---------- DATA UNDER STUDY ----------

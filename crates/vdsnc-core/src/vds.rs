//! The VDS-NC envelope model and reader.

use serde::Deserialize;

use crate::error::VdsDecodeError;

/// A decoded VDS-NC envelope.
///
/// Holds the decoded model alongside the exact text it was decoded from.
/// The canonical signing input is always derived from that original text:
/// re-encoding the model would not be byte-identical.
#[derive(Debug, Clone)]
pub struct Vds {
    /// The signed payload: header plus message.
    pub data: VdsData,
    /// Signature envelope: algorithm, signer certificate, signature.
    pub sig: VdsSignature,
    original_text: String,
}

impl Vds {
    /// The exact JSON text this envelope was decoded from.
    #[must_use]
    pub fn original_text(&self) -> &str {
        &self.original_text
    }
}

/// The `data` object of the envelope.
#[derive(Debug, Clone, Deserialize)]
pub struct VdsData {
    /// Envelope header.
    pub hdr: Header,
    /// Typed message payload.
    pub msg: Message,
}

/// The `hdr` object.
#[derive(Debug, Clone, Deserialize)]
pub struct Header {
    /// Seal type, e.g. `icao.vacc` or `icao.test`. Opaque to the
    /// verifier.
    pub t: String,
    /// Version.
    pub v: u32,
    /// Three-letter issuing country code, from the wire field `is`.
    #[serde(rename = "is")]
    pub issuing_country: String,
}

/// The message payload. Vaccination seals decode into the typed form;
/// every other seal type keeps its raw JSON value.
#[derive(Debug, Clone, Deserialize)]
#[serde(untagged)]
pub enum Message {
    /// An `icao.vacc` proof-of-vaccination payload.
    Vaccination(VaccinationMessage),
    /// Any other payload (`icao.test`, ...), kept as-is.
    Other(serde_json::Value),
}

/// Proof-of-vaccination message.
#[derive(Debug, Clone, Deserialize)]
pub struct VaccinationMessage {
    /// Unique vaccination certificate identifier.
    pub uvci: String,
    /// Person identification.
    pub pid: PersonIdentification,
    /// Vaccination events.
    pub ve: Vec<VaccinationEvent>,
}

/// Identification of the vaccinated person.
#[derive(Debug, Clone, Deserialize)]
pub struct PersonIdentification {
    /// Date of birth.
    pub dob: Option<String>,
    /// Name of the holder.
    pub n: String,
    /// Sex.
    pub sex: Option<String>,
    /// Travel document number.
    pub i: Option<String>,
    /// Additional identifier.
    pub ai: Option<String>,
}

/// One vaccination event (vaccine product and its administrations).
#[derive(Debug, Clone, Deserialize)]
pub struct VaccinationEvent {
    /// Vaccine or prophylaxis designation.
    pub des: String,
    /// Vaccine brand name.
    pub nam: String,
    /// Disease targeted.
    pub dis: String,
    /// Individual vaccination details.
    pub vd: Vec<VaccinationDetails>,
}

/// A single administration of a vaccine.
#[derive(Debug, Clone, Deserialize)]
pub struct VaccinationDetails {
    /// Date of vaccination.
    pub dvc: String,
    /// Dose sequence number.
    pub seq: u32,
    /// Country of vaccination.
    pub ctr: String,
    /// Administering centre.
    pub adm: String,
    /// Batch/lot number.
    pub lot: String,
    /// Due date of next dose.
    pub dvn: Option<String>,
}

/// The `sig` object.
#[derive(Debug, Clone, Deserialize)]
pub struct VdsSignature {
    /// Signature algorithm of the seal.
    pub alg: SignatureAlgorithmId,
    /// Barcode Signing Certificate, base64url DER.
    pub cer: String,
    /// Raw `(r ‖ s)` signature, base64url.
    pub sigvl: String,
}

/// The signature algorithms a seal may declare.
#[derive(Debug, Clone, Copy, PartialEq, Eq, Deserialize)]
pub enum SignatureAlgorithmId {
    /// ECDSA P-256 with SHA-256.
    #[serde(rename = "ES256")]
    Es256,
    /// ECDSA P-384 with SHA-384.
    #[serde(rename = "ES384")]
    Es384,
    /// ECDSA P-521 with SHA-512.
    #[serde(rename = "ES512")]
    Es512,
}

#[derive(Debug, Deserialize)]
struct Envelope {
    data: VdsData,
    sig: VdsSignature,
}

/// Decode a VDS-NC envelope from its JSON text, retaining the text for
/// later canonicalisation.
///
/// # Errors
///
/// Returns [`VdsDecodeError::JsonDecoding`] on any schema violation.
pub fn decode_vds(text: &str) -> Result<Vds, VdsDecodeError> {
    let envelope: Envelope =
        serde_json::from_str(text).map_err(|e| VdsDecodeError::JsonDecoding(e.to_string()))?;
    Ok(Vds {
        data: envelope.data,
        sig: envelope.sig,
        original_text: text.to_owned(),
    })
}
//! `vdsnc status` — show anchors and CRL freshness.

use std::path::Path;

use anyhow::Result;

use crate::config::{build_store, load_config};

/// Print each configured anchor, its CRL state, and whether the store is
/// overdue for a refresh.
///
/// # Errors
///
/// Returns an error when the configuration cannot be loaded.
pub fn run_status(trust_path: &Path) -> Result<()> {
    let cfg = load_config(trust_path)?;
    let base_dir = trust_path.parent().unwrap_or_else(|| Path::new("."));
    let store = build_store(&cfg, base_dir)?;

    for csca in store.certificates() {
        let subject = csca
            .parse()
            .ok()
            .and_then(|cert| cert.subject().map(|dn| dn.to_string()))
            .unwrap_or_else(|| "<unparseable>".to_owned());
        let crl = csca.crl();
        let freshness = match (crl.url(), crl.last_downloaded()) {
            (None, _) => "static".to_owned(),
            (Some(_), Some(at)) => format!("downloaded {}", at.to_rfc3339()),
            (Some(_), None) => "never downloaded".to_owned(),
        };
        println!("{subject}\n  sha256: {}\n  crl: {freshness}", csca.sha256());
    }
    println!(
        "store overdue: {}",
        if store.is_overdue() { "yes" } else { "no" }
    );
    Ok(())
}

----------

■ **EXERCISE OBJECTIVE**: Find the lines above holding the word "freshness" and show them.

■ **SOLUTION**:
//! `vdsnc status` — show anchors and CRL freshness.
        let freshness = match (crl.url(), crl.last_downloaded()) {
        println!("{subject}\n  sha256: {}\n  crl: {freshness}", csca.sha256());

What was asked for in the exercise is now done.